"Better Things"

Pamela Adlon ist die Rettung. Das gilt vor allem in ihrer autobiografisch geprägten Fernsehserie Better Things. Als Schauspielerin, alleinerziehende Mutter von drei Töchtern und allgemeine Überlebenskünstlerin bewegte sich Adlons Alter Ego Sam Fox über die Schlachtfelder des spätpubertären Miteinanders. Ob sie an Filmsets oder in Elterngesprächen explodiert, in Drogerieplünderungen hineingerät oder harte Wahrheiten auf der Sitzbank eines Pick-up-Trucks ausspricht – stets findet Adlon beziehungsweise Sam das richtige Maß zwischen Nervenstärke, Sarkasmus und heilsamer Resignation. 

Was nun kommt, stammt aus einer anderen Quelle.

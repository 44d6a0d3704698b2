//! Local dense encoder based on signed feature hashing

use async_trait::async_trait;
use sha2::{Digest, Sha256};
use unicode_segmentation::UnicodeSegmentation;

use crate::error::Result;
use crate::providers::EmbeddingProvider;

use super::normalize;

/// Deterministic, corpus-independent dense encoder
///
/// Word unigrams and bigrams are hashed into `dimensions` buckets; the sign of
/// each contribution comes from the same digest so collisions tend to cancel.
#[derive(Debug, Clone, Copy)]
pub struct HashingEmbedder {
    dimensions: usize,
}

impl Default for HashingEmbedder {
    fn default() -> Self {
        Self { dimensions: 384 }
    }
}

impl HashingEmbedder {
    /// Create an encoder with the given number of buckets (at least 1)
    pub fn new(dimensions: usize) -> Self {
        Self {
            dimensions: dimensions.max(1),
        }
    }

    /// Encode one text
    pub fn encode(&self, text: &str) -> Vec<f32> {
        let words: Vec<String> = text.unicode_words().map(|w| w.to_lowercase()).collect();
        let mut vector = vec![0.0f32; self.dimensions];

        for word in &words {
            self.add_feature(&mut vector, word);
        }
        for pair in words.windows(2) {
            self.add_feature(&mut vector, &format!("{} {}", pair[0], pair[1]));
        }

        normalize(&mut vector);
        vector
    }

    fn add_feature(&self, vector: &mut [f32], feature: &str) {
        let digest = Sha256::digest(feature.as_bytes());
        let mut bucket = [0u8; 8];
        bucket.copy_from_slice(&digest[..8]);
        let index = (u64::from_le_bytes(bucket) % self.dimensions as u64) as usize;
        let sign = if digest[8] & 1 == 0 { 1.0 } else { -1.0 };
        vector[index] += sign;
    }
}

#[async_trait]
impl EmbeddingProvider for HashingEmbedder {
    async fn embed(&self, text: &str) -> Result<Vec<f32>> {
        Ok(self.encode(text))
    }

    async fn embed_batch(&self, texts: &[String]) -> Result<Vec<Vec<f32>>> {
        Ok(texts.iter().map(|t| self.encode(t)).collect())
    }

    fn dimensions(&self) -> usize {
        self.dimensions
    }

    async fn health_check(&self) -> Result<bool> {
        Ok(true)
    }

    fn name(&self) -> &str {
        "hashing"
    }
}

#[cfg(test)]
mod tests {
    use super::*;
    use crate::vectorize::cosine_similarity;

    #[test]
    fn test_deterministic() {
        let embedder = HashingEmbedder::default();
        let a = embedder.encode("Paris is the capital of France.");
        let b = embedder.encode("Paris is the capital of France.");
        assert_eq!(a, b);
        assert_eq!(a.len(), 384);
        let norm: f32 = a.iter().map(|x| x * x).sum::<f32>().sqrt();
        assert!((norm - 1.0).abs() < 1e-5);
    }

    #[test]
    fn test_empty_text_is_zero() {
        let embedder = HashingEmbedder::new(16);
        assert_eq!(embedder.encode("  "), vec![0.0; 16]);
    }

    #[test]
    fn test_shared_words_score_higher() {
        let embedder = HashingEmbedder::new(256);
        let query = embedder.encode("capital of France");
        let related = embedder.encode("Paris is the capital of France");
        let unrelated = embedder.encode("bananas contain potassium");
        assert!(cosine_similarity(&query, &related) > cosine_similarity(&query, &unrelated));
    }

    #[tokio::test]
    async fn test_provider_batch() {
        let embedder = HashingEmbedder::new(32);
        let texts = vec!["one".to_string(), "two".to_string()];
        let vectors = embedder.embed_batch(&texts).await.unwrap();
        assert_eq!(vectors.len(), 2);
        assert_eq!(vectors[0], embedder.embed("one").await.unwrap());
        assert_eq!(embedder.dimensions(), 32);
        assert!(embedder.health_check().await.unwrap());
    }
}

Die dritte Staffel der FX-Show beweist nun, dass Pamela Adlon nicht nur die Rettung in Better Things, sondern vor allem für Better Things ist. Als neuerdings weitgehend alleinverantwortliche Autorin, Produzentin und Regisseurin der Serie (der Mitautor Louis C.K. ist raus) erweitert sie den Alltag ihrer Protagonistinnen um klassische Elemente aus Seifenoper und Sitcom. Die einsetzende Verkalkung von Sams Mutter Phyllis (Celia Imrie) lässt sich nicht länger als Exzentrik abtun. Das College-Abenteuer der ältesten Tochter Max (Mikey Madison) endet schon vor den Spring-Break-Ferien. Die Betrogenen und Sitzengelassenen kreuzen mit neuem Anhang und Konfliktpotenzial auf.

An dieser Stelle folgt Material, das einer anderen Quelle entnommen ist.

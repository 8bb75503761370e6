//! Read path: remote first, replica on failure.

use std::time::Instant;

use tracing::{debug, info, instrument, warn};

use crate::lead::Lead;
use crate::outbox::OutboxEntry;
use crate::remote::ApiError;

use super::reconcile::apply_pending;
use super::writes::{apply_writes, LoadWindow, LocalWrite};
use super::{EngineState, LoadOutcome, LoadSource, RemoteFailure, SyncEngine, SyncError};

impl SyncEngine {
    /// Load the lead list.
    ///
    /// Online: fetch, normalize, overlay pending outbox mutations and any
    /// local write made since the fetch started, replace the replica
    /// snapshot. A snapshot write failure is logged and the fresh list is
    /// still returned.
    ///
    /// Offline or on any remote failure: read the replica and overlay
    /// pending mutations. An empty replica is [`SyncError::NoCachedData`].
    #[instrument(skip(self), fields(online = self.is_online()))]
    pub async fn load_leads(&self) -> Result<LoadOutcome, SyncError> {
        self.set_state(EngineState::Loading);
        let window = self.local_writes.open_window();

        let reason = if self.is_online() {
            match self.fetch_remote().await {
                Ok(leads) => return Ok(self.finish_remote_load(leads, &window).await),
                Err(e) => {
                    warn!(error = %e, "Remote load failed, falling back to cache");
                    RemoteFailure::from(&e)
                }
            }
        } else {
            RemoteFailure::Offline
        };

        self.load_from_cache(reason, &window).await
    }

    async fn fetch_remote(&self) -> Result<Vec<Lead>, ApiError> {
        let start = Instant::now();
        let result = self.api.list_leads().await;
        crate::metrics::record_remote_latency("load", start.elapsed());

        match result {
            Ok(raw) => {
                crate::metrics::record_operation("remote", "load", "success");
                let total = raw.len();
                let leads: Vec<Lead> = raw.iter().filter_map(Lead::from_remote).collect();
                if leads.len() < total {
                    warn!(dropped = total - leads.len(), "Dropped lead records without an id");
                }
                Ok(leads)
            }
            Err(e) => {
                crate::metrics::record_operation("remote", "load", "error");
                crate::metrics::record_remote_error("load", RemoteFailure::from(&e).class());
                Err(e)
            }
        }
    }

    async fn finish_remote_load(&self, leads: Vec<Lead>, window: &LoadWindow<'_>) -> LoadOutcome {
        let pending = self.pending_for_overlay().await;
        let (early, seen) = window.since(window.start());
        let mut merged = apply_writes(apply_pending(leads, &pending), &early);

        let last_sync_at = match self.replica.save_snapshot(&merged).await {
            Ok(at) => Some(at),
            // Replica already logged it and kept the timestamp in-process
            Err(_) => self.replica.last_sync_at().await.ok().flatten(),
        };

        // The snapshot may have replaced cache writes that raced with it
        let (late, _) = window.since(seen);
        for (id, write) in &late {
            debug!(id, ?write, "Reapplying write made during snapshot");
            match write {
                LocalWrite::Status(status) => self.cache_status(id, *status).await,
                LocalWrite::Deleted => {
                    if let Err(e) = self.replica.remove_cached(id).await {
                        warn!(id, error = %e, "Removing lead from cache failed");
                    }
                }
            }
        }
        let (late, _) = window.since(seen);
        merged = apply_writes(merged, &late);

        crate::metrics::set_cached_leads(merged.len());
        info!(count = merged.len(), pending = pending.len(), "Leads loaded from server");
        self.set_state(EngineState::Idle);

        LoadOutcome {
            leads: merged,
            source: LoadSource::Remote,
            last_sync_at,
        }
    }

    async fn load_from_cache(
        &self,
        reason: RemoteFailure,
        window: &LoadWindow<'_>,
    ) -> Result<LoadOutcome, SyncError> {
        let cached = match self.replica.get_all_cached().await {
            Ok(cached) => cached,
            Err(e) => {
                warn!(error = %e, "Reading cached leads failed");
                Vec::new()
            }
        };

        if cached.is_empty() {
            warn!(reason = reason.class(), "No cached leads to fall back to");
            crate::metrics::record_operation("replica", "load", "empty");
            self.set_state(EngineState::Error);
            return Err(SyncError::NoCachedData);
        }

        let pending = self.pending_for_overlay().await;
        let last_sync_at = self.replica.last_sync_at().await.unwrap_or_else(|e| {
            warn!(error = %e, "Reading lastSyncAt failed");
            None
        });
        let (recent, _) = window.since(window.start());
        let merged = apply_writes(apply_pending(cached, &pending), &recent);

        crate::metrics::record_operation("replica", "load", "success");
        info!(
            count = merged.len(),
            reason = reason.class(),
            last_sync_at,
            "Leads loaded from cache"
        );
        self.set_state(EngineState::Idle);

        Ok(LoadOutcome {
            leads: merged,
            source: LoadSource::Cache { reason },
            last_sync_at,
        })
    }

    /// Pending entries for overlaying; an unreadable outbox overlays nothing.
    async fn pending_for_overlay(&self) -> Vec<OutboxEntry> {
        self.outbox.list_pending().await.unwrap_or_else(|e| {
            warn!(error = %e, "Reading outbox failed, showing leads without pending changes");
            Vec::new()
        })
    }
}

Meistens sind solche Entwicklungen klassische Handlungsbeschleuniger. Die neuen Folgen von Better Things zeigen stattdessen, wie der Serienalltag um diese Beschleuniger herum einfach weitergeht. Adlon interessiert sich nicht für vermeintliche Großereignisse und deren ebenfalls vermeintliche Symbolträchtigkeit. Wenn Sams Kinder eine Party schmeißen, kommt die Party gar nicht vor – weil schon die Vorverhandlungen und Nachbesprechungen zwischen Mutter und Töchtern alles erzählen, was es über die Feier zu wissen gibt. Das wahre Leben funktioniert so, will Adlon vielleicht sagen. Auf wahre Komik trifft es in jedem Fall zu.
(Daniel Gerhardt)

Die dritte Staffel von "Better Things" läuft auf MagentaTV, dem Streamingportal der Deutschen Telekom.